[Problem] Check each line of the data, and copy those where "match" appears.

• • •

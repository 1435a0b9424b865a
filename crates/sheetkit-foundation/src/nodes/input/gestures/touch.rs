//! Single-finger touch capture.

use crate::nodes::input::types::{PointerEventKind, TouchEvent};
use sheetkit_ui_graphics::Point;

/// Output of [`TouchTracker::handle`].
#[derive(Clone, Copy, Debug, PartialEq)]
pub enum TouchSignal {
    Start(Point),
    Move(Point),
    End { cancelled: bool },
}

/// Tracks one touch session on a gesture surface.
///
/// Only events with exactly one contact start or continue a session. Events
/// with no contacts or with several are ignored outright: no signal and no
/// state change. End and cancel are the exception since the lifted finger
/// is no longer reported.
#[derive(Default, Debug, Clone)]
pub struct TouchTracker {
    initial_position: Option<Point>,
    pressed: bool,
}

impl TouchTracker {
    pub fn new() -> Self {
        Self::default()
    }

    pub fn handle(&mut self, event: &TouchEvent) -> Option<TouchSignal> {
        match event.kind {
            PointerEventKind::Down => {
                let position = event.single_touch()?;
                if self.initial_position.is_some() {
                    // A second Down without an Up in between restarts the session.
                    log::debug!("touch down while a session was active; restarting");
                }
                self.initial_position = Some(position);
                self.pressed = true;
                Some(TouchSignal::Start(position))
            }
            PointerEventKind::Move => {
                self.initial_position?;
                let position = event.single_touch()?;
                Some(TouchSignal::Move(position))
            }
            PointerEventKind::Up | PointerEventKind::Cancel => {
                let was_active = self.initial_position.is_some();
                self.reset();
                was_active.then_some(TouchSignal::End {
                    cancelled: event.kind == PointerEventKind::Cancel,
                })
            }
        }
    }

    pub fn is_active(&self) -> bool {
        self.initial_position.is_some()
    }

    /// Whether the surface should render in its pressed state.
    pub fn is_pressed(&self) -> bool {
        self.pressed
    }

    pub fn initial_position(&self) -> Option<Point> {
        self.initial_position
    }

    pub fn reset(&mut self) {
        self.initial_position = None;
        self.pressed = false;
    }
}

#[cfg(test)]
mod tests {
    use super::*;

    #[test]
    fn single_finger_session() {
        let mut tracker = TouchTracker::new();
        let start = Point::new(10.0, 20.0);

        assert_eq!(
            tracker.handle(&TouchEvent::down(start)),
            Some(TouchSignal::Start(start))
        );
        assert!(tracker.is_pressed());
        assert_eq!(
            tracker.handle(&TouchEvent::moved(Point::new(10.0, 25.0))),
            Some(TouchSignal::Move(Point::new(10.0, 25.0)))
        );
        assert_eq!(
            tracker.handle(&TouchEvent::up()),
            Some(TouchSignal::End { cancelled: false })
        );
        assert!(!tracker.is_active());
        assert!(!tracker.is_pressed());
    }

    #[test]
    fn multi_touch_events_are_ignored() {
        let mut tracker = TouchTracker::new();
        let two_fingers = [Point::new(0.0, 0.0), Point::new(50.0, 50.0)];

        assert_eq!(
            tracker.handle(&TouchEvent::new(PointerEventKind::Down, two_fingers)),
            None
        );
        assert!(!tracker.is_active());

        tracker.handle(&TouchEvent::down(Point::ZERO));
        assert_eq!(
            tracker.handle(&TouchEvent::new(PointerEventKind::Move, two_fingers)),
            None
        );
        assert_eq!(tracker.initial_position(), Some(Point::ZERO));
    }

    #[test]
    fn zero_touch_move_is_ignored() {
        let mut tracker = TouchTracker::new();
        tracker.handle(&TouchEvent::down(Point::ZERO));
        assert_eq!(
            tracker.handle(&TouchEvent::new(PointerEventKind::Move, Vec::<Point>::new())),
            None
        );
        assert!(tracker.is_active());
    }

    #[test]
    fn move_without_session_is_ignored() {
        let mut tracker = TouchTracker::new();
        assert_eq!(tracker.handle(&TouchEvent::moved(Point::ZERO)), None);
        assert_eq!(tracker.handle(&TouchEvent::up()), None);
    }

    #[test]
    fn cancel_reports_cancelled_end() {
        let mut tracker = TouchTracker::new();
        tracker.handle(&TouchEvent::down(Point::ZERO));
        assert_eq!(
            tracker.handle(&TouchEvent::cancel()),
            Some(TouchSignal::End { cancelled: true })
        );
        assert!(!tracker.is_pressed());
    }
}
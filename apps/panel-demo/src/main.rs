mod layout;

use layout::{DockedLayout, SCREEN_HEIGHT};
use sheetkit_foundation::TouchEvent;
use sheetkit_runtime_std::StdRuntime;
use sheetkit_ui::prelude::*;
use std::cell::Cell;
use std::rc::Rc;
use std::thread;
use std::time::Duration;

#[derive(Clone, Copy, Debug, PartialEq, Eq)]
enum Pane {
    Search,
    Layers,
}

/// Plays the part of the app: owns the open flags and reacts to close
/// requests from its panels on the next loop turn.
struct Host {
    runtime: StdRuntime,
    search: BottomPanel<Pane>,
    layers: BottomPanel<Pane>,
    close_request: Rc<Cell<Option<Pane>>>,
    _events: Subscription,
}

impl Host {
    fn new() -> Self {
        let runtime = StdRuntime::new();
        let group = PanelGroup::new(runtime.scheduler());
        let events = group.subscribe(|event| match event {
            PanelEvent::Opened {
                app_data,
                height,
                top,
                ..
            } => println!("  group: {app_data:?} opened, {height:.0}px at y={top:.0}"),
            PanelEvent::Closed { app_data, .. } => println!("  group: {app_data:?} closed"),
            PanelEvent::Resizing { app_data, top, .. } => {
                log::debug!("group: {app_data:?} resizing, top at y={top:.0}")
            }
            PanelEvent::Resized {
                app_data, height, ..
            } => println!("  group: {app_data:?} resized to {height:.0}px"),
        });

        let close_request = Rc::new(Cell::new(None));
        let search = Self::panel(
            &group,
            DockedLayout::new("search", 320.0, 900.0),
            Pane::Search,
            &close_request,
        );
        let layers = Self::panel(
            &group,
            DockedLayout::new("layers", 260.0, 260.0),
            Pane::Layers,
            &close_request,
        );
        Self {
            runtime,
            search,
            layers,
            close_request,
            _events: events,
        }
    }

    fn panel(
        group: &PanelGroup<Pane>,
        layout: Rc<DockedLayout>,
        pane: Pane,
        close_request: &Rc<Cell<Option<Pane>>>,
    ) -> BottomPanel<Pane> {
        let request = close_request.clone();
        let callbacks = BottomPanelCallbacks::new()
            .with_panel(PanelCallbacks::new().on_resized(move |height, _| {
                println!("  host: {pane:?} settled at {height:.0}px");
                ResizeVerdict::Accept
            }))
            .on_open(move |height| println!("  host: {pane:?} on_open({height:.0})"))
            .on_close(move |height| println!("  host: {pane:?} on_close({height:.0})"))
            .on_auto_close(move || {
                println!("  host: {pane:?} asked to close itself");
                request.set(Some(pane));
            });
        let panel = BottomPanel::new(layout, group, BottomPanelConfig::new(pane), callbacks);
        panel.mount();
        panel
    }

    fn panel_for(&self, pane: Pane) -> &BottomPanel<Pane> {
        match pane {
            Pane::Search => &self.search,
            Pane::Layers => &self.layers,
        }
    }

    /// Shows `pane` and hides the other one, keeping at most one open.
    fn show(&self, pane: Pane) {
        self.panel_for(pane).set_open(true);
        for other in [Pane::Search, Pane::Layers] {
            if other != pane {
                self.panel_for(other).set_open(false);
            }
        }
    }

    /// Runs the loop until nothing is scheduled.
    fn settle(&self) {
        loop {
            if let Some(pane) = self.close_request.take() {
                self.panel_for(pane).set_open(false);
            }
            self.runtime.pump();
            match self.runtime.time_until_next_task() {
                Some(wait) => thread::sleep(wait),
                None if self.close_request.get().is_some() => continue,
                None => break,
            }
        }
    }

    /// Drags `pane`'s handle from its top edge by `dy`, one move every
    /// `step_ms`.
    fn drag_handle(&self, pane: Pane, dy: f32, steps: u32, step_ms: u64) {
        let panel = self.panel_for(pane);
        let mut handle = panel.drag_handle();
        let start_y = panel
            .controller()
            .rendered_rect()
            .map(|rect| rect.top())
            .unwrap_or(SCREEN_HEIGHT);
        let finger = |y: f32| Point::new(195.0, y);

        handle.handle_touch(&TouchEvent::down(finger(start_y)));
        for step in 1..=steps {
            thread::sleep(Duration::from_millis(step_ms));
            self.runtime.pump();
            let y = start_y + dy * step as f32 / steps as f32;
            handle.handle_touch(&TouchEvent::moved(finger(y)));
        }
        handle.handle_touch(&TouchEvent::up());
    }
}

fn main() {
    #[cfg(feature = "logging")]
    env_logger::Builder::from_env(env_logger::Env::default().default_filter_or("info"))
        .format_timestamp_millis()
        .init();

    println!("=== sheetkit panel demo ===");
    let host = Host::new();

    println!("\n> open search");
    host.show(Pane::Search);
    host.settle();

    println!("\n> swap to layers");
    host.show(Pane::Layers);
    host.settle();

    println!("\n> drag layers down past the auto-close height");
    host.drag_handle(Pane::Layers, 180.0, 12, 30);
    host.settle();

    println!("\n> reopen search and flick it up");
    host.show(Pane::Search);
    host.settle();
    host.drag_handle(Pane::Search, -80.0, 4, 8);
    host.settle();

    println!("\n> drag search down a little");
    host.drag_handle(Pane::Search, 200.0, 10, 40);
    host.settle();

    host.search.dispose();
    host.layers.dispose();
    log::info!("done");
}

• • •

[Answer to the problem]
        match event.kind {
        let events = group.subscribe(|event| match event {
        match pane {
            match self.runtime.time_until_next_task() {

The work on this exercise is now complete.